ANYWAY, so we're still standing next to each other trynna get food after having this horribly awkward encounter, and I assume, in an attempt to ease the palpable if not suffocating tension, she starts to make small talk about the spread. As you may have guessed, I had ZERO interest in continuing any communication with this broad, but I noticed this super interesting thing happened: all of a sudden, even though this girl had totally been an idiot and offended me, I felt like I had to be nice to her to avoid being seen as (perhaps yet another) “unfriendly black girl.”

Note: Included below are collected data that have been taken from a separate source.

use serde::{Deserialize, Serialize};

/// A single message in the conversation sent to the model.
#[derive(Debug, Clone, Serialize, Deserialize)]
pub struct Message {
    pub role: Role,
    pub content: MessageContent,
}

impl Message {
    pub fn system(text: impl Into<String>) -> Self {
        Self { role: Role::System, content: MessageContent::Text(text.into()) }
    }

    pub fn user(text: impl Into<String>) -> Self {
        Self { role: Role::User, content: MessageContent::Text(text.into()) }
    }

    pub fn assistant(text: impl Into<String>) -> Self {
        Self { role: Role::Assistant, content: MessageContent::Text(text.into()) }
    }

    /// An assistant turn requesting one tool invocation.
    pub fn tool_call(
        id: impl Into<String>,
        name: impl Into<String>,
        arguments: impl Into<String>,
    ) -> Self {
        Self {
            role: Role::Assistant,
            content: MessageContent::ToolCall {
                tool_call_id: id.into(),
                function: FunctionCall { name: name.into(), arguments: arguments.into() },
            },
        }
    }

    pub fn tool_result(id: impl Into<String>, content: impl Into<String>) -> Self {
        Self {
            role: Role::Tool,
            content: MessageContent::ToolResult {
                tool_call_id: id.into(),
                content: content.into(),
            },
        }
    }

    /// Return the plain text of this message, if it is a text message.
    pub fn as_text(&self) -> Option<&str> {
        match &self.content {
            MessageContent::Text(t) => Some(t),
            _ => None,
        }
    }
}

#[derive(Debug, Clone, Copy, PartialEq, Eq, Serialize, Deserialize)]
#[serde(rename_all = "lowercase")]
pub enum Role {
    System,
    User,
    Assistant,
    Tool,
}

/// The content of a message.
///
/// - `Text` – plain string (system, user, and final assistant turns)
/// - `ToolCall` – the assistant requests a tool invocation
/// - `ToolResult` – the observed result of a tool call
#[derive(Debug, Clone, Serialize, Deserialize)]
#[serde(untagged)]
pub enum MessageContent {
    Text(String),
    ToolCall {
        tool_call_id: String,
        function: FunctionCall,
    },
    ToolResult {
        tool_call_id: String,
        content: String,
    },
}

#[derive(Debug, Clone, Serialize, Deserialize)]
pub struct FunctionCall {
    pub name: String,
    /// JSON-encoded argument object
    pub arguments: String,
}

/// A tool schema provided to the model.
#[derive(Debug, Clone, Serialize, Deserialize)]
pub struct ToolSchema {
    pub name: String,
    pub description: String,
    /// JSON Schema of the parameters object
    pub parameters: serde_json::Value,
}

/// Request sent to a model provider.  One blocking call per loop iteration;
/// the response is never streamed.
#[derive(Debug, Clone, Default)]
pub struct CompletionRequest {
    pub messages: Vec<Message>,
    pub tools: Vec<ToolSchema>,
}

/// A tool invocation proposed by the model, arguments still unparsed.
/// Argument validation happens in the agent loop so that malformed JSON can
/// drive the self-correction path instead of failing the provider call.
#[derive(Debug, Clone, PartialEq)]
pub struct ProposedCall {
    /// Opaque identifier assigned by the provider (forwarded verbatim).
    pub id: String,
    pub name: String,
    /// Raw JSON argument string exactly as the model produced it.
    pub arguments: String,
}

/// One complete model turn: free text and/or proposed tool calls.
///
/// A turn with calls is an action proposal (the text, if any, is the model's
/// reasoning); a turn with text only is a final answer; a turn with neither
/// is malformed and handled by the loop's self-correction path.
#[derive(Debug, Clone, Default, PartialEq)]
pub struct ModelTurn {
    pub text: String,
    pub tool_calls: Vec<ProposedCall>,
}

impl ModelTurn {
    pub fn text_only(text: impl Into<String>) -> Self {
        Self { text: text.into(), tool_calls: Vec::new() }
    }

    pub fn call(
        id: impl Into<String>,
        name: impl Into<String>,
        arguments: impl Into<String>,
    ) -> Self {
        Self {
            text: String::new(),
            tool_calls: vec![ProposedCall {
                id: id.into(),
                name: name.into(),
                arguments: arguments.into(),
            }],
        }
    }

    /// A call that also carries reasoning text alongside it.
    pub fn call_with_log(
        id: impl Into<String>,
        name: impl Into<String>,
        arguments: impl Into<String>,
        log: impl Into<String>,
    ) -> Self {
        let mut turn = Self::call(id, name, arguments);
        turn.text = log.into();
        turn
    }

    pub fn is_empty(&self) -> bool {
        self.text.is_empty() && self.tool_calls.is_empty()
    }
}

// ─── Unit tests ──────────────────────────────────────────────────────────────
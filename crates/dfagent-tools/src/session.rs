// Copyright (c) 2025-2026 dfagent contributors
//
// SPDX-License-Identifier: MIT
use std::future::Future;
use std::sync::Arc;
use std::time::Duration;

use anyhow::{bail, Context, Result};
use bytes::Bytes;
use tokio::sync::Mutex;
use tracing::{debug, info, warn};

use dfagent_config::AgentConfig;
use dfagent_ingest::TableSet;
use dfagent_sandbox::{ExecOutcome, Sandbox, SessionId};

/// Transport-level retry settings shared by model and sandbox calls.
#[derive(Debug, Clone, Copy)]
pub struct RetryPolicy {
    pub retries: u32,
    pub backoff_ms: u64,
}

impl RetryPolicy {
    pub fn from_agent(cfg: &AgentConfig) -> Self {
        Self { retries: cfg.transport_retries, backoff_ms: cfg.retry_backoff_ms }
    }

    pub fn none() -> Self {
        Self { retries: 0, backoff_ms: 0 }
    }
}

/// Run `f` up to `retries + 1` times, doubling the backoff delay after each
/// transport failure.  Only `Err` triggers a retry; content-level failures
/// arrive inside `Ok` values and are never retried here.
pub async fn with_retry<T, F, Fut>(policy: &RetryPolicy, what: &str, mut f: F) -> Result<T>
where
    F: FnMut() -> Fut,
    Fut: Future<Output = Result<T>>,
{
    let mut delay = policy.backoff_ms;
    let mut last_err = None;
    for attempt in 0..=policy.retries {
        match f().await {
            Ok(value) => return Ok(value),
            Err(e) => {
                warn!(what, attempt, error = %e, "transport failure");
                last_err = Some(e);
                if attempt < policy.retries {
                    tokio::time::sleep(Duration::from_millis(delay)).await;
                    delay = delay.saturating_mul(2);
                }
            }
        }
    }
    Err(last_err.unwrap_or_else(|| anyhow::anyhow!("{what} failed")))
        .with_context(|| format!("{what} failed after {} attempts", policy.retries + 1))
}

/// Lazily opened sandbox session shared by all tools of one invocation.
///
/// The session opens on first use, is seeded with the invocation's tables
/// as CSV files (plus pandas frames named after them), and must be
/// released exactly once when the invocation ends, on every exit path.
pub struct SessionHandle {
    sandbox: Arc<dyn Sandbox>,
    tables: TableSet,
    retry: RetryPolicy,
    current: Mutex<Option<SessionId>>,
}

impl SessionHandle {
    pub fn new(sandbox: Arc<dyn Sandbox>, tables: TableSet, retry: RetryPolicy) -> Self {
        Self { sandbox, tables, retry, current: Mutex::new(None) }
    }

    /// The live session id, opening and seeding a session if none exists.
    pub async fn acquire(&self) -> Result<SessionId> {
        let mut current = self.current.lock().await;
        if let Some(id) = current.as_ref() {
            return Ok(id.clone());
        }

        let id = with_retry(&self.retry, "sandbox open_session", || {
            self.sandbox.open_session()
        })
        .await?;
        info!(session = %id, tables = self.tables.len(), "sandbox session opened");

        self.seed(&id).await?;
        *current = Some(id.clone());
        Ok(id)
    }

    /// Run a snippet in the shared session, opening it if needed.
    pub async fn run(&self, code: &str) -> Result<ExecOutcome> {
        let id = self.acquire().await?;
        with_retry(&self.retry, "sandbox execute", || {
            self.sandbox.execute(&id, code)
        })
        .await
    }

    /// Close the session if one was opened.  Close failures are logged and
    /// swallowed: the remote side reaps idle sessions on its own.
    pub async fn release(&self) {
        let mut current = self.current.lock().await;
        if let Some(id) = current.take() {
            if let Err(e) = self.sandbox.close_session(&id).await {
                warn!(session = %id, error = %e, "failed to close sandbox session");
            } else {
                debug!(session = %id, "sandbox session released");
            }
        }
    }

    pub async fn is_open(&self) -> bool {
        self.current.lock().await.is_some()
    }

    /// Upload every table as `{name}.csv` and load it into a pandas frame
    /// of the same name, so generated code can use either form.
    async fn seed(&self, id: &SessionId) -> Result<()> {
        if self.tables.is_empty() {
            return Ok(());
        }

        let mut bootstrap = String::from("import pandas as pd\n");
        for table in self.tables.iter() {
            let path = format!("{}.csv", table.name);
            self.sandbox
                .write_file(id, &path, Bytes::from(table.to_csv()))
                .await
                .with_context(|| format!("failed to upload table '{}'", table.name))?;
            if is_identifier(&table.name) {
                bootstrap.push_str(&format!("{} = pd.read_csv('{path}')\n", table.name));
            }
        }

        let outcome = with_retry(&self.retry, "sandbox seed", || {
            self.sandbox.execute(id, &bootstrap)
        })
        .await?;
        if outcome.is_error {
            bail!("failed to load tables into the session: {}", outcome.rendered());
        }
        debug!(session = %id, "session seeded");
        Ok(())
    }
}

fn is_identifier(name: &str) -> bool {
    let mut chars = name.chars();
    match chars.next() {
        Some(c) if c.is_ascii_alphabetic() || c == '_' => {}
        _ => return false,
    }
    chars.all(|c| c.is_ascii_alphanumeric() || c == '_')
}

// ─── Unit tests ──────────────────────────────────────────────────────────────
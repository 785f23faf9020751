mod types;
mod provider;
mod openai;
mod mock;

pub use types::*;
pub use provider::ModelProvider;
pub use openai::OpenAiProvider;
pub use mock::{MockProvider, ScriptedMockProvider};

use anyhow::bail;
use dfagent_config::ModelConfig;

/// Construct a boxed [`ModelProvider`] from configuration.
///
/// Provider selection:
/// - `"openai"` → [`OpenAiProvider`] (any OpenAI-compatible endpoint via
///   `base_url`)
/// - `"mock"` → [`MockProvider`] (echo-back; useful for smoke tests)
pub fn from_config(cfg: &ModelConfig) -> anyhow::Result<Box<dyn ModelProvider>> {
    let key = resolve_api_key(cfg);
    match cfg.provider.as_str() {
        "openai" => Ok(Box::new(OpenAiProvider::new(
            cfg.name.clone(),
            key,
            cfg.base_url.clone(),
            cfg.max_tokens,
            cfg.temperature,
        ))),
        "mock" => Ok(Box::new(MockProvider)),
        other => bail!("unknown model provider: {other}"),
    }
}

fn resolve_api_key(cfg: &ModelConfig) -> Option<String> {
    if let Some(k) = &cfg.api_key {
        return Some(k.clone());
    }
    if let Some(env) = &cfg.api_key_env {
        return std::env::var(env).ok();
    }
    None
}
// Copyright (c) 2025-2026 dfagent contributors
//
// SPDX-License-Identifier: MIT
use std::fmt::Write;

use dfagent_ingest::TableSet;

/// Render the deterministic table summary the model is grounded on: per
/// table its name, shape, typed columns, and the leading `sample_rows`
/// rows.  Identical inputs produce identical text.
pub fn grounding_summary(tables: &TableSet, sample_rows: usize) -> String {
    if tables.is_empty() {
        return "No tables are loaded.".to_string();
    }

    let mut out = String::new();
    for table in tables.iter() {
        let _ = writeln!(
            out,
            "Table `{}` ({} rows x {} columns)",
            table.name,
            table.row_count(),
            table.column_count()
        );
        let columns = table
            .columns
            .iter()
            .map(|c| format!("{} ({})", c.name, c.dtype.as_str()))
            .collect::<Vec<_>>()
            .join(", ");
        let _ = writeln!(out, "  columns: {columns}");

        if sample_rows > 0 && table.row_count() > 0 {
            let shown = sample_rows.min(table.row_count());
            let _ = writeln!(out, "  first {shown} rows:");
            for row in table.rows.iter().take(shown) {
                let _ = writeln!(out, "    {}", row.join(", "));
            }
        }
        out.push('\n');
    }
    out.trim_end().to_string()
}

// ─── Unit tests ──────────────────────────────────────────────────────────────

#[cfg(test)]
mod tests {
    use dfagent_ingest::Table;

    use super::*;

    fn tables() -> TableSet {
        let mut set = TableSet::new();
        set.insert(Table::new(
            "sales",
            vec!["region".into(), "amount".into()],
            vec![
                vec!["north".into(), "10".into()],
                vec!["south".into(), "20".into()],
                vec!["east".into(), "30".into()],
            ],
        ));
        set
    }

    #[test]
    fn summary_names_every_table_with_shape_and_types() {
        let text = grounding_summary(&tables(), 5);
        assert!(text.contains("Table `sales` (3 rows x 2 columns)"));
        assert!(text.contains("region (text)"));
        assert!(text.contains("amount (numeric)"));
    }

    #[test]
    fn sample_is_capped_at_sample_rows() {
        let text = grounding_summary(&tables(), 2);
        assert!(text.contains("first 2 rows:"));
        assert!(text.contains("north, 10"));
        assert!(text.contains("south, 20"));
        assert!(!text.contains("east, 30"));
    }

    #[test]
    fn summary_is_deterministic() {
        assert_eq!(grounding_summary(&tables(), 3), grounding_summary(&tables(), 3));
    }

    #[test]
    fn empty_set_says_so() {
        assert_eq!(grounding_summary(&TableSet::new(), 5), "No tables are loaded.");
    }

    #[test]
    fn zero_sample_rows_omits_samples() {
        let text = grounding_summary(&tables(), 0);
        assert!(!text.contains("first"));
        assert!(text.contains("columns:"));
    }
}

AND HEREIN LIES THE FUCKED UP THING ABOUT RACISM (well, one of them):
Something racist happens. Someone of color has been rightfully upset. But by some CRAZY twist of pure fuckery, the offended ends up being the one taking care of the offenders feelings, lest the offended be deemed as “having an attitude problem” or “not a team player” or “hyper-aggressive” or my personal favorite: the “Angry Black Woman”. So here I was, the only black girl at this party, I had just basically been called dirty by this bitch standing next to me, and I’m having to make dumbass quips about potato chips in order to avoid the Angry Black Woman stereotype. Ain’t that some shit. I cannot TELL you how many times I’ve heard a white person say, in one way or another, something like “I dunno, I just feel intimidated by black people, they’re kind of scary. I tried to say hi to a few of them once and they were unfriendly.” And I’m like, WELL DID YOU SAY SOME STUPID SHIT?! Did you walk up like “AY YO WASSUP PLAYAAAAA?!” and try to make a "cool" hand-shake happen that neither of you had previously agreed upon? Did you ask if watermelon was their favorite fruit? Did you ask if they make Kool-Aid at Thanksgiving? (Actual thing that happened on a Fox News segment) Did you ask them if they had a father? Did you use the N-word? DID YOU ASK THEM IF THEY WASH THEIR HAIR?! Lol LIKE. Come onnnnnnnnnn y’all it’s not hard. I know we’ve all been fucked over by this racist system our country’s been steeped in since its inception and it makes things weird but it doesn’t have to be. All you need is common sense and mutual respect. Maybe ask someone’s name first before diving into their hygienic routine. Maybe ask them what they like to do, what music they listen to, where they got their sweater. There are a LOT of ways to build bridges here people. Asking if someone washes their hair is not one of them.